Sodium restriction matters too. The KDIGO guidelines recommend limiting sodium to <2 g/day (<5 g salt) to enhance the efficacy of ACE inhibitors and ARBs [4]. A crossover trial in CKD patients showed that a low-sodium diet reduced proteinuria by 20% on top of ARB therapy, amplifying the kidney-protective effect beyond what the drug achieved alone [15].

The DASH diet pattern (rich in fruits, vegetables, whole grains, and low-fat dairy while limiting red meat and processed food) has been associated with slower eGFR decline in observational cohorts. A prospective analysis of 2,400 participants in the ARIC study found that the highest DASH diet adherence quartile had a 16% lower risk of incident CKD over 24 years compared with the lowest quartile [16].

Potassium intake requires individualization. In stages 1 to 3, plant-based potassium sources appear protective. In stages 4 to 5, potassium restriction becomes necessary as excretory capacity falls.

Glucose Control in Diabetic Kidney Disease

In patients with type 2 diabetes, the relationship between glycemic control and eGFR preservation is well established but nonlinear. The UKPDS showed that lowering HbA1c from a median of 7.9% to 7.0% reduced microvascular complications (including nephropathy) by 25% over 10 years [17]. The ADVANCE trial (N=11,140) demonstrated that intensive glucose control (HbA1c target <6.5%) reduced the incidence of new or worsening nephropathy by 21% compared with standard control [18].

The ADA Standards of Care 2024 recommend an HbA1c target below 7% for most adults with diabetes and CKD, with relaxation to <8% for those with limited life expectancy or high hypoglycemia risk [19]. SGLT2 inhibitors and GLP-1 receptor agonists are preferred glucose-lowering agents in CKD because they offer kidney protection independent of glycemic effects.

Metformin remains a cornerstone but requires eGFR-based dosing: full dose above 45, half dose between 30 and 45, and discontinuation below 30 mL/min/1.73 m². These thresholds shifted upward from the older cutoff of 30 after the FDA revised its guidance in 2016, expanding access for millions of patients with moderate CKD [20].

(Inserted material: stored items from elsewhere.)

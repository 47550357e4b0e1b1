//! CoinMarketCap price client with a TTL cache.
//!
//! Prices back the unclaimed-rewards alert and the fiat figures on the
//! dashboard. One fetch covers every configured slug; individual lookups are
//! served from the cache until it expires.

use std::collections::HashMap;
use std::time::{Duration, Instant};

use chrono::{DateTime, Utc};
use reqwest_middleware::ClientWithMiddleware;
use serde::Deserialize;
use tokio::sync::RwLock;

use crate::models::{MonitorError, PriceSnapshot};

const DEFAULT_API_ENDPOINT: &str = "https://pro-api.coinmarketcap.com";

#[derive(Debug, Deserialize)]
struct CmcResponse {
	status: CmcStatus,
	#[serde(default)]
	data: HashMap<String, CmcEntry>,
}

#[derive(Debug, Deserialize)]
struct CmcStatus {
	#[serde(default)]
	error_code: i64,
	#[serde(default)]
	error_message: Option<String>,
}

#[derive(Debug, Deserialize)]
struct CmcEntry {
	#[serde(default)]
	name: String,
	#[serde(default)]
	symbol: String,
	#[serde(default)]
	slug: String,
	#[serde(default)]
	quote: HashMap<String, CmcQuote>,
}

#[derive(Debug, Deserialize)]
struct CmcQuote {
	#[serde(default)]
	price: f64,
	#[serde(default)]
	last_updated: Option<DateTime<Utc>>,
}

struct PriceCache {
	prices: HashMap<String, PriceSnapshot>,
	fetched_at: Option<Instant>,
}

/// CoinMarketCap quote client. Cheap to share behind an `Arc`.
pub struct PriceClient {
	api_key: String,
	currency: String,
	ttl: Duration,
	slugs: Vec<String>,
	endpoint: String,
	http: ClientWithMiddleware,
	cache: RwLock<PriceCache>,
}

impl PriceClient {
	pub fn new(
		http: ClientWithMiddleware,
		api_key: String,
		currency: String,
		cache_hours: i64,
		slugs: Vec<String>,
	) -> Self {
		Self {
			api_key,
			currency,
			ttl: Duration::from_secs(cache_hours.max(1) as u64 * 3600),
			slugs,
			endpoint: DEFAULT_API_ENDPOINT.to_string(),
			http,
			cache: RwLock::new(PriceCache {
				prices: HashMap::new(),
				fetched_at: None,
			}),
		}
	}

	#[cfg(test)]
	pub fn with_endpoint(mut self, endpoint: String) -> Self {
		self.endpoint = endpoint;
		self
	}

	pub fn currency(&self) -> &str {
		&self.currency
	}

	/// All configured prices, fetched if the cache is cold or stale.
	pub async fn prices(&self) -> Result<HashMap<String, PriceSnapshot>, MonitorError> {
		{
			let cache = self.cache.read().await;
			if let Some(at) = cache.fetched_at {
				if at.elapsed() < self.ttl {
					return Ok(cache.prices.clone());
				}
			}
		}
		let fresh = self.fetch().await?;
		let mut cache = self.cache.write().await;
		cache.prices = fresh.clone();
		cache.fetched_at = Some(Instant::now());
		Ok(fresh)
	}

	/// Price for a single slug.
	pub async fn price(&self, slug: &str) -> Result<PriceSnapshot, MonitorError> {
		let prices = self.prices().await?;
		prices
			.get(&slug.to_ascii_lowercase())
			.cloned()
			.ok_or_else(|| MonitorError::NotFound(format!("no price for slug {slug:?}")))
	}

	async fn fetch(&self) -> Result<HashMap<String, PriceSnapshot>, MonitorError> {
		let url = format!("{}/v2/cryptocurrency/quotes/latest", self.endpoint);
		let resp = self
			.http
			.get(&url)
			.header("X-CMC_PRO_API_KEY", &self.api_key)
			.header("Accept", "application/json")
			.query(&[
				("slug", self.slugs.join(",")),
				("convert", self.currency.clone()),
			])
			.send()
			.await?;

		match resp.status().as_u16() {
			401 | 403 => {
				return Err(MonitorError::Auth("CoinMarketCap rejected the API key".into()))
			}
			429 => return Err(MonitorError::RateLimited("CoinMarketCap".into())),
			s if s >= 400 => {
				return Err(MonitorError::Network(format!(
					"CoinMarketCap returned status {s}"
				)))
			}
			_ => {}
		}

		let body: CmcResponse = resp.json().await.map_err(MonitorError::from)?;
		if body.status.error_code != 0 {
			return Err(MonitorError::Network(format!(
				"CoinMarketCap error {}: {}",
				body.status.error_code,
				body.status.error_message.unwrap_or_default()
			)));
		}

		let mut out = HashMap::with_capacity(body.data.len());
		for entry in body.data.into_values() {
			let Some(quote) = entry.quote.get(&self.currency) else {
				continue;
			};
			out.insert(
				entry.slug.to_ascii_lowercase(),
				PriceSnapshot {
					name: entry.name,
					symbol: entry.symbol,
					slug: entry.slug.to_ascii_lowercase(),
					currency: self.currency.clone(),
					price: quote.price,
					last_updated: quote.last_updated.unwrap_or_else(Utc::now),
				},
			);
		}
		Ok(out)
	}
}

#[cfg(test)]
mod tests {
	use super::*;
	use crate::utils::http::{build_client, HttpClientConfig};

	fn client_for(server: &mockito::ServerGuard) -> PriceClient {
		PriceClient::new(
			build_client(&HttpClientConfig::default()),
			"test-key".into(),
			"USD".into(),
			1,
			vec!["osmosis".into()],
		)
		.with_endpoint(server.url())
	}

	#[tokio::test]
	async fn fetch_parses_and_caches() {
		let mut server = mockito::Server::new_async().await;
		let mock = server
			.mock("GET", "/v2/cryptocurrency/quotes/latest")
			.match_query(mockito::Matcher::Any)
			.with_body(
				r#"{
					"status": {"error_code": 0},
					"data": {"123": {
						"name": "Osmosis", "symbol": "OSMO", "slug": "osmosis",
						"quote": {"USD": {"price": 0.42, "last_updated": "2025-01-01T00:00:00Z"}}
					}}
				}"#,
			)
			.expect(1)
			.create_async()
			.await;

		let client = client_for(&server);
		let price = client.price("osmosis").await.unwrap();
		assert_eq!(price.price, 0.42);
		assert_eq!(price.currency, "USD");

		// second lookup is served from cache, the mock allows one hit only
		let again = client.price("osmosis").await.unwrap();
		assert_eq!(again.price, 0.42);
		mock.assert_async().await;
	}

	#[tokio::test]
	async fn api_error_code_is_surfaced() {
		let mut server = mockito::Server::new_async().await;
		server
			.mock("GET", "/v2/cryptocurrency/quotes/latest")
			.match_query(mockito::Matcher::Any)
			.with_body(r#"{"status": {"error_code": 1002, "error_message": "API key missing"}}"#)
			.create_async()
			.await;

		let client = client_for(&server);
		let err = client.prices().await.unwrap_err();
		assert!(matches!(err, MonitorError::Network(_)), "{err:?}");
	}

	#[tokio::test]
	async fn unknown_slug_is_not_found() {
		let mut server = mockito::Server::new_async().await;
		server
			.mock("GET", "/v2/cryptocurrency/quotes/latest")
			.match_query(mockito::Matcher::Any)
			.with_body(r#"{"status": {"error_code": 0}, "data": {}}"#)
			.create_async()
			.await;

		let client = client_for(&server);
		assert!(matches!(
			client.price("nope").await,
			Err(MonitorError::NotFound(_))
		));
	}
}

Exercise and Weight Management

Physical activity improves eGFR through multiple pathways: better blood pressure, improved insulin sensitivity, and reduced systemic inflammation. A systematic review of 12 RCTs (total N=505 CKD patients) found that aerobic exercise three to five times weekly improved eGFR by a mean of 3.2 mL/min/1.73 m² over study periods ranging from 12 to 48 weeks [21].

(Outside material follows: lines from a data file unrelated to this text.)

//! Websocket event intake.
//!
//! One connection per chain, subscribed to `NewBlock` and `Vote` events.
//! Parsed frames are pushed onto a bounded channel; a slow consumer blocks
//! the reader, applying backpressure to the socket. On any error the
//! subscriber backs off (exponentially, capped at 30 s), re-picks an endpoint
//! from the fleet, resubscribes, and emits a `Resync` frame so the tape can
//! blank the gap.

use std::sync::Arc;
use std::time::Duration;

use chrono::{DateTime, Utc};
use futures::{SinkExt, StreamExt};
use serde_json::{json, Value};
use tokio::sync::{mpsc, watch};
use tokio_tungstenite::tungstenite::Message;
use tokio_tungstenite::{connect_async_tls_with_config, Connector};
use tracing::{debug, info, warn};

use crate::models::MonitorError;
use crate::services::Chain;

const INITIAL_BACKOFF: Duration = Duration::from_secs(1);
const MAX_BACKOFF: Duration = Duration::from_secs(30);

/// One frame out of the event stream.
#[derive(Debug, Clone, PartialEq)]
pub enum WsFrame {
	NewBlock(BlockEvent),
	Vote(VoteEvent),
	/// The stream reconnected; heights between the last commit and `height`
	/// carry no data.
	Resync { height: i64 },
}

/// A `NewBlock` event reduced to what attribution needs.
#[derive(Debug, Clone, PartialEq)]
pub struct BlockEvent {
	pub height: i64,
	pub time: Option<DateTime<Utc>>,
	/// Proposer consensus address, upper-case hex.
	pub proposer: String,
	pub tx_count: usize,
	/// Validators (upper-case hex) whose precommit made it into this block's
	/// `last_commit`, i.e. the signers of height - 1.
	pub last_commit_signers: Vec<String>,
}

/// A consensus `Vote` event.
#[derive(Debug, Clone, PartialEq)]
pub struct VoteEvent {
	pub height: i64,
	/// 1 = prevote, 2 = precommit.
	pub vote_type: u8,
	pub validator: String,
}

/// Parses one websocket text payload into a frame. Subscription
/// confirmations and unknown events yield `None`.
pub fn parse_event(raw: &str) -> Option<WsFrame> {
	let v: Value = serde_json::from_str(raw).ok()?;
	let data = v.pointer("/result/data")?;
	match data.get("type")?.as_str()? {
		"tendermint/event/NewBlock" => {
			let block = data.pointer("/value/block")?;
			let header = block.get("header")?;
			let height: i64 = header.get("height")?.as_str()?.parse().ok()?;
			let time = header
				.get("time")
				.and_then(Value::as_str)
				.and_then(|s| s.parse().ok());
			let proposer = header
				.get("proposer_address")
				.and_then(Value::as_str)
				.unwrap_or_default()
				.to_ascii_uppercase();
			let tx_count = block
				.pointer("/data/txs")
				.and_then(Value::as_array)
				.map(|t| t.len())
				.unwrap_or(0);
			let last_commit_signers = block
				.pointer("/last_commit/signatures")
				.and_then(Value::as_array)
				.map(|sigs| {
					sigs.iter()
						.filter(|s| sig_is_commit(s))
						.filter_map(|s| s.get("validator_address").and_then(Value::as_str))
						.map(str::to_ascii_uppercase)
						.collect()
				})
				.unwrap_or_default();
			Some(WsFrame::NewBlock(BlockEvent {
				height,
				time,
				proposer,
				tx_count,
				last_commit_signers,
			}))
		}
		"tendermint/event/Vote" => {
			let vote = data.pointer("/value/Vote")?;
			let height: i64 = vote.get("height")?.as_str()?.parse().ok()?;
			let vote_type = match vote.get("type")? {
				Value::Number(n) => n.as_u64()? as u8,
				Value::String(s) if s.contains("PREVOTE") => 1,
				Value::String(s) if s.contains("PRECOMMIT") => 2,
				_ => return None,
			};
			let validator = vote
				.get("validator_address")
				.and_then(Value::as_str)
				.unwrap_or_default()
				.to_ascii_uppercase();
			Some(WsFrame::Vote(VoteEvent {
				height,
				vote_type,
				validator,
			}))
		}
		_ => None,
	}
}

/// A commit flag of 2 (or the spelled-out enum name) means the signature is
/// present; absent and nil votes do not count as signing.
fn sig_is_commit(sig: &Value) -> bool {
	match sig.get("block_id_flag") {
		Some(Value::Number(n)) => n.as_i64() == Some(2),
		Some(Value::String(s)) => s.contains("COMMIT"),
		_ => false,
	}
}

/// Converts an RPC base url into the websocket endpoint.
fn ws_url(rpc_url: &str) -> String {
	let replaced = if let Some(rest) = rpc_url.strip_prefix("https://") {
		format!("wss://{rest}")
	} else if let Some(rest) = rpc_url.strip_prefix("http://") {
		format!("ws://{rest}")
	} else {
		rpc_url.to_string()
	};
	format!("{}/websocket", replaced.trim_end_matches('/'))
}

/// Long-lived event intake for one chain.
pub struct EventSubscriber {
	chain: Arc<Chain>,
	frames: mpsc::Sender<WsFrame>,
	tls_skip_verify: bool,
}

impl EventSubscriber {
	pub fn new(chain: Arc<Chain>, frames: mpsc::Sender<WsFrame>, tls_skip_verify: bool) -> Self {
		Self {
			chain,
			frames,
			tls_skip_verify,
		}
	}

	/// Connects, subscribes, and streams until shutdown, reconnecting with
	/// backoff on every failure.
	pub async fn run(&self, mut shutdown: watch::Receiver<bool>) {
		let mut backoff = INITIAL_BACKOFF;
		loop {
			if *shutdown.borrow() {
				break;
			}
			match self.chain.fleet.pick().await {
				Ok(url) => {
					let started = std::time::Instant::now();
					match self.stream_from(&url, &mut shutdown).await {
						Ok(()) => break, // clean shutdown
						Err(e) => {
							warn!("websocket stream from {url} ended: {e}");
							self.chain.set_last_error(&e).await;
							self.chain.fleet.mark_down(&url, &e).await;
							// a connection that held for a while earns a
							// fresh backoff
							backoff = if started.elapsed() > Duration::from_secs(60) {
								INITIAL_BACKOFF
							} else {
								(backoff * 2).min(MAX_BACKOFF)
							};
						}
					}
				}
				Err(e) => {
					debug!("no endpoint available for {}: {e}", self.chain.name);
					backoff = (backoff * 2).min(MAX_BACKOFF);
				}
			}
			tokio::select! {
				_ = shutdown.changed() => break,
				_ = tokio::time::sleep(backoff) => {}
			}
		}
	}

	async fn stream_from(
		&self,
		url: &str,
		shutdown: &mut watch::Receiver<bool>,
	) -> Result<(), MonitorError> {
		let endpoint = ws_url(url);
		let connector = if self.tls_skip_verify {
			let tls = native_tls::TlsConnector::builder()
				.danger_accept_invalid_certs(true)
				.build()
				.map_err(|e| MonitorError::Network(e.to_string()))?;
			Some(Connector::NativeTls(tls))
		} else {
			None
		};

		let (mut socket, _) =
			connect_async_tls_with_config(endpoint.as_str(), None, false, connector)
				.await
				.map_err(|e| MonitorError::Network(format!("connect {endpoint}: {e}")))?;

		for (id, query) in [(1, "tm.event='NewBlock'"), (2, "tm.event='Vote'")] {
			let sub = json!({
				"jsonrpc": "2.0",
				"method": "subscribe",
				"id": id,
				"params": {"query": query},
			});
			socket
				.send(Message::Text(sub.to_string().into()))
				.await
				.map_err(|e| MonitorError::Network(format!("subscribe: {e}")))?;
		}

		info!("subscribed to events on {endpoint}");

		// the consumer blanks everything between its last commit and here
		let latest = self.chain.fleet.latest_height();
		if latest > 0 {
			self.send_frame(WsFrame::Resync { height: latest }).await?;
		}

		loop {
			tokio::select! {
				_ = shutdown.changed() => {
					let _ = socket.close(None).await;
					return Ok(());
				}
				msg = socket.next() => match msg {
					Some(Ok(Message::Text(text))) => {
						if let Some(frame) = parse_event(text.as_str()) {
							self.send_frame(frame).await?;
						}
					}
					Some(Ok(Message::Ping(payload))) => {
						socket
							.send(Message::Pong(payload))
							.await
							.map_err(|e| MonitorError::Network(e.to_string()))?;
					}
					Some(Ok(Message::Close(_))) | None => {
						return Err(MonitorError::Network("websocket closed by peer".into()));
					}
					Some(Ok(_)) => {}
					Some(Err(e)) => return Err(MonitorError::Network(e.to_string())),
				},
			}
		}
	}

	async fn send_frame(&self, frame: WsFrame) -> Result<(), MonitorError> {
		self.frames
			.send(frame)
			.await
			.map_err(|_| MonitorError::Canceled)
	}
}

#[cfg(test)]
mod tests {
	use super::*;

	const NEW_BLOCK: &str = r#"{
		"jsonrpc": "2.0", "id": 1,
		"result": {
			"query": "tm.event='NewBlock'",
			"data": {
				"type": "tendermint/event/NewBlock",
				"value": {
					"block": {
						"header": {
							"height": "12345",
							"time": "2025-03-01T12:00:00.123456789Z",
							"proposer_address": "aabbccddeeff00112233445566778899aabbccdd"
						},
						"data": {"txs": ["dGVzdA=="]},
						"last_commit": {
							"signatures": [
								{"block_id_flag": 2, "validator_address": "AABBCCDDEEFF00112233445566778899AABBCCDD", "signature": "xx"},
								{"block_id_flag": 1, "validator_address": "", "signature": null},
								{"block_id_flag": 3, "validator_address": "1111111111111111111111111111111111111111", "signature": "yy"}
							]
						}
					}
				}
			}
		}
	}"#;

	const VOTE: &str = r#"{
		"jsonrpc": "2.0", "id": 2,
		"result": {
			"query": "tm.event='Vote'",
			"data": {
				"type": "tendermint/event/Vote",
				"value": {
					"Vote": {
						"type": 1,
						"height": "12346",
						"validator_address": "aabbccddeeff00112233445566778899aabbccdd"
					}
				}
			}
		}
	}"#;

	#[test]
	fn parses_new_block() {
		let frame = parse_event(NEW_BLOCK).expect("frame");
		let WsFrame::NewBlock(block) = frame else {
			panic!("expected NewBlock");
		};
		assert_eq!(block.height, 12_345);
		assert!(block.time.is_some());
		assert_eq!(block.proposer, "AABBCCDDEEFF00112233445566778899AABBCCDD");
		assert_eq!(block.tx_count, 1);
		// only the flag-2 signature counts as a commit
		assert_eq!(
			block.last_commit_signers,
			vec!["AABBCCDDEEFF00112233445566778899AABBCCDD".to_string()]
		);
	}

	#[test]
	fn parses_vote() {
		let frame = parse_event(VOTE).expect("frame");
		assert_eq!(
			frame,
			WsFrame::Vote(VoteEvent {
				height: 12_346,
				vote_type: 1,
				validator: "AABBCCDDEEFF00112233445566778899AABBCCDD".into(),
			})
		);
	}

	#[test]
	fn subscription_confirmations_are_ignored() {
		assert_eq!(parse_event(r#"{"jsonrpc":"2.0","id":1,"result":{}}"#), None);
		assert_eq!(parse_event("not even json"), None);
	}

	#[test]
	fn string_block_id_flags_are_understood() {
		let raw = NEW_BLOCK.replace(
			r#""block_id_flag": 2"#,
			r#""block_id_flag": "BLOCK_ID_FLAG_COMMIT""#,
		);
		let WsFrame::NewBlock(block) = parse_event(&raw).unwrap() else {
			panic!("expected NewBlock");
		};
		assert_eq!(block.last_commit_signers.len(), 1);
	}

	#[test]
	fn ws_url_conversion() {
		assert_eq!(
			ws_url("https://rpc.example.com"),
			"wss://rpc.example.com/websocket"
		);
		assert_eq!(
			ws_url("http://127.0.0.1:26657/"),
			"ws://127.0.0.1:26657/websocket"
		);
	}
}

The type of exercise matters less than consistency. Both aerobic training (walking, cycling) and resistance training showed benefits, though aerobic exercise had slightly larger effect sizes. The KDIGO guideline recommends at least 150 minutes per week of moderate-intensity physical activity for CKD patients, matching the general population recommendation [4].

Obesity independently accelerates eGFR decline through glomerular hyperfiltration: a paradoxically high eGFR in early obesity that masks underlying damage and then drops sharply as nephrons burn out. Weight loss of 5% to 10% of body weight has been associated with reduction in proteinuria and stabilization of eGFR in obese CKD patients. Bariatric surgery studies have shown sustained eGFR improvement of 8 to 12 mL/min at five years in patients with baseline hyperfiltration [22].

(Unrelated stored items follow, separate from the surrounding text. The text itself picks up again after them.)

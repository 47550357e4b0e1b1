//! Drives the block tape from the event stream.
//!
//! Outcomes are committed one block behind the stream head: the precommit
//! evidence for height `h` is carried in the `last_commit` of `h+1`, so a
//! block is attributed when its successor arrives. Vote events fill in
//! prevote/precommit evidence for the heights still in flight.

use std::collections::HashMap;
use std::sync::Arc;

use chrono::Utc;
use tokio::sync::{mpsc, watch};
use tracing::debug;

use crate::models::{attribute, BlockOutcome, ChainState, VoteEvidence};
use crate::services::subscriber::{BlockEvent, VoteEvent, WsFrame};
use crate::services::{App, Chain};
use crate::utils::metrics::MetricKind;

/// Vote evidence is kept for a few heights around the head to tolerate
/// interleaving across adjacent blocks.
const VOTE_WINDOW: i64 = 8;

/// Pure tape-advancement logic, separated from the async plumbing so it can
/// be exercised directly.
#[derive(Default)]
pub struct TapeDriver {
	pending: Option<BlockEvent>,
	votes: HashMap<i64, VoteEvidence>,
}

impl TapeDriver {
	pub fn new() -> Self {
		Self::default()
	}

	/// Records vote-channel evidence. `our_hex` is the monitored validator's
	/// consensus address in upper hex (may be empty before the first
	/// validator refresh).
	pub fn on_vote(&mut self, our_hex: &str, vote: &VoteEvent) {
		let entry = self.votes.entry(vote.height).or_default();
		entry.any = true;
		if !our_hex.is_empty() && vote.validator == our_hex {
			match vote.vote_type {
				1 => entry.our_prevote = true,
				2 => entry.our_precommit = true,
				_ => {}
			}
		}
	}

	/// Handles a reconnect marker: everything between the last committed
	/// height and `height` is unknowable.
	pub fn on_resync(&mut self, state: &mut ChainState, height: i64) {
		self.pending = None;
		self.votes.clear();
		if state.anchored {
			state.tape.mark_gap(state.tape.head_height(), height);
		}
	}

	/// Applies a new block, committing the outcome of its predecessor.
	/// Returns the committed `(height, outcome)` when one was finalized.
	pub fn on_block(
		&mut self,
		state: &mut ChainState,
		our_hex: &str,
		block: BlockEvent,
	) -> Option<(i64, BlockOutcome)> {
		if !state.anchored {
			state.tape.anchor(block.height);
			state.anchored = true;
		}

		let committed = match self.pending.take() {
			Some(prev) if block.height == prev.height + 1 => {
				let outcome = if our_hex.is_empty() {
					BlockOutcome::NoData
				} else {
					let proposed = prev.proposer == our_hex;
					let precommitted = block
						.last_commit_signers
						.iter()
						.any(|signer| signer == our_hex);
					attribute(
						proposed,
						prev.tx_count > 0,
						precommitted,
						self.votes.get(&prev.height),
					)
				};
				state.tape.record(prev.height, outcome);
				Some((prev.height, outcome))
			}
			Some(prev) => {
				// stream skipped ahead; the pending block and the gap are lost
				debug!(
					"non-contiguous stream: pending {} followed by {}",
					prev.height, block.height
				);
				state.tape.mark_gap(state.tape.head_height(), block.height);
				None
			}
			None => None,
		};

		state.last_block_time = block.time.or_else(|| Some(Utc::now()));
		state.last_block_num = block.height;

		let head = block.height;
		self.votes.retain(|h, _| *h + VOTE_WINDOW >= head);
		self.pending = Some(block);
		committed
	}
}

/// Consumes frames for one chain until the channel closes or shutdown.
pub async fn run_consumer(
	chain: Arc<Chain>,
	app: Arc<App>,
	mut frames: mpsc::Receiver<WsFrame>,
	mut shutdown: watch::Receiver<bool>,
) {
	let mut driver = TapeDriver::new();
	let mut our_hex = String::new();

	loop {
		let frame = tokio::select! {
			_ = shutdown.changed() => break,
			frame = frames.recv() => match frame {
				Some(f) => f,
				None => break,
			},
		};

		match frame {
			WsFrame::Vote(vote) => driver.on_vote(&our_hex, &vote),
			WsFrame::Resync { height } => {
				let mut state = chain.state.write().await;
				driver.on_resync(&mut state, height);
			}
			WsFrame::NewBlock(block) => {
				let committed = {
					let mut state = chain.state.write().await;
					our_hex = hex::encode_upper(&state.val.conspub);
					driver.on_block(&mut state, &our_hex, block)
				};

				if let Some((height, outcome)) = committed {
					if outcome.is_miss() {
						app.dashboard
							.log(format!("{} missed block {height}", chain.name))
							.await;
					}
				}

				let moniker = chain.state.read().await.val.moniker.clone();
				app.stat(chain.mk_update(&moniker, MetricKind::LastBlockSeconds, 0.0, ""));
				app.publish_status(&chain).await;
			}
		}
	}
}

#[cfg(test)]
mod tests {
	use super::*;

	const OUR: &str = "AAAA000000000000000000000000000000000000";
	const OTHER: &str = "BBBB000000000000000000000000000000000000";

	fn block(height: i64, proposer: &str, txs: usize, signers: &[&str]) -> BlockEvent {
		BlockEvent {
			height,
			time: Some(Utc::now()),
			proposer: proposer.to_string(),
			tx_count: txs,
			last_commit_signers: signers.iter().map(|s| s.to_string()).collect(),
		}
	}

	fn vote(height: i64, vote_type: u8, validator: &str) -> VoteEvent {
		VoteEvent {
			height,
			vote_type,
			validator: validator.to_string(),
		}
	}

	#[test]
	fn signed_block_attribution() {
		let mut driver = TapeDriver::new();
		let mut state = ChainState::default();
		assert_eq!(driver.on_block(&mut state, OUR, block(100, OTHER, 1, &[])), None);
		let committed = driver.on_block(&mut state, OUR, block(101, OTHER, 1, &[OUR, OTHER]));
		assert_eq!(committed, Some((100, BlockOutcome::Signed)));
		assert_eq!(state.tape.outcome_at(100), Some(BlockOutcome::Signed));
		assert_eq!(state.last_block_num, 101);
	}

	#[test]
	fn proposer_attribution_and_empty_blocks() {
		let mut driver = TapeDriver::new();
		let mut state = ChainState::default();
		driver.on_block(&mut state, OUR, block(100, OUR, 2, &[]));
		assert_eq!(
			driver.on_block(&mut state, OUR, block(101, OUR, 0, &[OUR])),
			Some((100, BlockOutcome::Proposed))
		);
		assert_eq!(
			driver.on_block(&mut state, OUR, block(102, OTHER, 1, &[OUR])),
			Some((101, BlockOutcome::EmptyProposed))
		);
		assert_eq!(state.tape.counters.total_proposed, 2);
		assert_eq!(state.tape.counters.total_proposed_empty, 1);
	}

	#[test]
	fn missed_precommit_vs_prevote_vs_missed() {
		let mut driver = TapeDriver::new();
		let mut state = ChainState::default();

		// height 100: our prevote seen, no precommit in 101's commit
		driver.on_block(&mut state, OUR, block(100, OTHER, 1, &[]));
		driver.on_vote(OUR, &vote(100, 1, OUR));
		assert_eq!(
			driver.on_block(&mut state, OUR, block(101, OTHER, 1, &[OTHER])),
			Some((100, BlockOutcome::MissedPrecommit))
		);

		// height 101: other validators voted, we did not
		driver.on_vote(OUR, &vote(101, 1, OTHER));
		assert_eq!(
			driver.on_block(&mut state, OUR, block(102, OTHER, 1, &[OTHER])),
			Some((101, BlockOutcome::MissedPrevote))
		);

		// height 102: no vote-channel data at all
		assert_eq!(
			driver.on_block(&mut state, OUR, block(103, OTHER, 1, &[OTHER])),
			Some((102, BlockOutcome::Missed))
		);

		assert_eq!(state.tape.counters.consecutive_missed, 3);
		assert_eq!(state.tape.counters.prevote_misses, 1);
		assert_eq!(state.tape.counters.precommit_misses, 1);
	}

	#[test]
	fn out_of_order_votes_within_window_still_count() {
		let mut driver = TapeDriver::new();
		let mut state = ChainState::default();
		driver.on_block(&mut state, OUR, block(100, OTHER, 1, &[]));
		// votes for 100 and 101 interleave before 101 lands
		driver.on_vote(OUR, &vote(101, 1, OUR));
		driver.on_vote(OUR, &vote(100, 1, OUR));
		driver.on_block(&mut state, OUR, block(101, OTHER, 1, &[OTHER]));
		assert_eq!(
			driver.on_block(&mut state, OUR, block(102, OTHER, 1, &[OTHER])),
			Some((101, BlockOutcome::MissedPrecommit))
		);
	}

	#[test]
	fn resync_blanks_the_gap() {
		let mut driver = TapeDriver::new();
		let mut state = ChainState::default();
		driver.on_block(&mut state, OUR, block(100, OTHER, 1, &[]));
		driver.on_block(&mut state, OUR, block(101, OTHER, 1, &[OUR]));

		driver.on_resync(&mut state, 110);
		driver.on_block(&mut state, OUR, block(110, OTHER, 1, &[]));
		driver.on_block(&mut state, OUR, block(111, OTHER, 1, &[OUR]));

		for h in 101..110 {
			assert_eq!(state.tape.outcome_at(h), Some(BlockOutcome::NoData), "height {h}");
		}
		assert_eq!(state.tape.outcome_at(110), Some(BlockOutcome::Signed));
	}

	#[test]
	fn unknown_identity_records_no_data() {
		let mut driver = TapeDriver::new();
		let mut state = ChainState::default();
		driver.on_block(&mut state, "", block(100, OTHER, 1, &[]));
		assert_eq!(
			driver.on_block(&mut state, "", block(101, OTHER, 1, &[OTHER])),
			Some((100, BlockOutcome::NoData))
		);
		assert_eq!(state.tape.counters.consecutive_missed, 0);
	}

	#[test]
	fn vote_window_is_pruned() {
		let mut driver = TapeDriver::new();
		let mut state = ChainState::default();
		driver.on_vote(OUR, &vote(100, 1, OUR));
		driver.on_block(&mut state, OUR, block(200, OTHER, 1, &[]));
		assert!(driver.votes.is_empty());
	}
}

Dr. Katherine Tuttle, executive director for research at Providence Health Care, has noted: "We now have four pillars of kidney protection: RAS inhibition, SGLT2 inhibitors, GLP-1 receptor agonists, and finerenone. The question is no longer whether to treat aggressively, but how to layer these therapies safely" [23].

Avoid Nephrotoxic Exposures

Certain medications and substances accelerate eGFR decline. NSAIDs (ibuprofen, naproxen, diclofenac) constrict the afferent arteriole, reducing renal blood flow. Regular NSAID use increases the risk of CKD progression by approximately 32% in patients with existing kidney disease, according to a meta-analysis of 8 observational studies [24]. Short courses for acute pain are generally acceptable, but chronic daily use should be avoided in anyone with an eGFR below 60.

Proton pump inhibitors (PPIs) have been associated with a 20% to 50% increased risk of CKD in large observational studies, though causality remains debated [25]. The AGA recommends limiting PPI use to the lowest effective dose and shortest duration [26].

Other exposures to monitor: IV contrast dye (risk is real but often overstated; adequate hydration mitigates most risk), aminoglycoside antibiotics, lithium, and excessive phosphorus from processed foods. Smoking accelerates eGFR decline by approximately 0.3 mL/min/1.73 m² per year beyond normal aging, and cessation slows that trajectory within 12 months [27].

How Often to Recheck eGFR

Monitoring frequency depends on CKD stage and trajectory. The KDIGO 2024 guidelines recommend the following intervals: at least annually for eGFR 60 to 89 with risk factors, every 6 months for eGFR 30 to 59, and every 3 months for eGFR below 30 [4]. After starting an SGLT2 inhibitor, ACE inhibitor, or ARB, recheck eGFR and potassium at 2 to 4 weeks to confirm the expected hemodynamic dip and rule out acute kidney injury.

Always pair eGFR with a urine albumin-to-creatinine ratio (UACR). An eGFR of 55 with no albuminuria carries a different prognosis than 55 with a UACR of 300 mg/g. The two-dimensional KDIGO heat map uses both values to assign risk categories and guide treatment intensity.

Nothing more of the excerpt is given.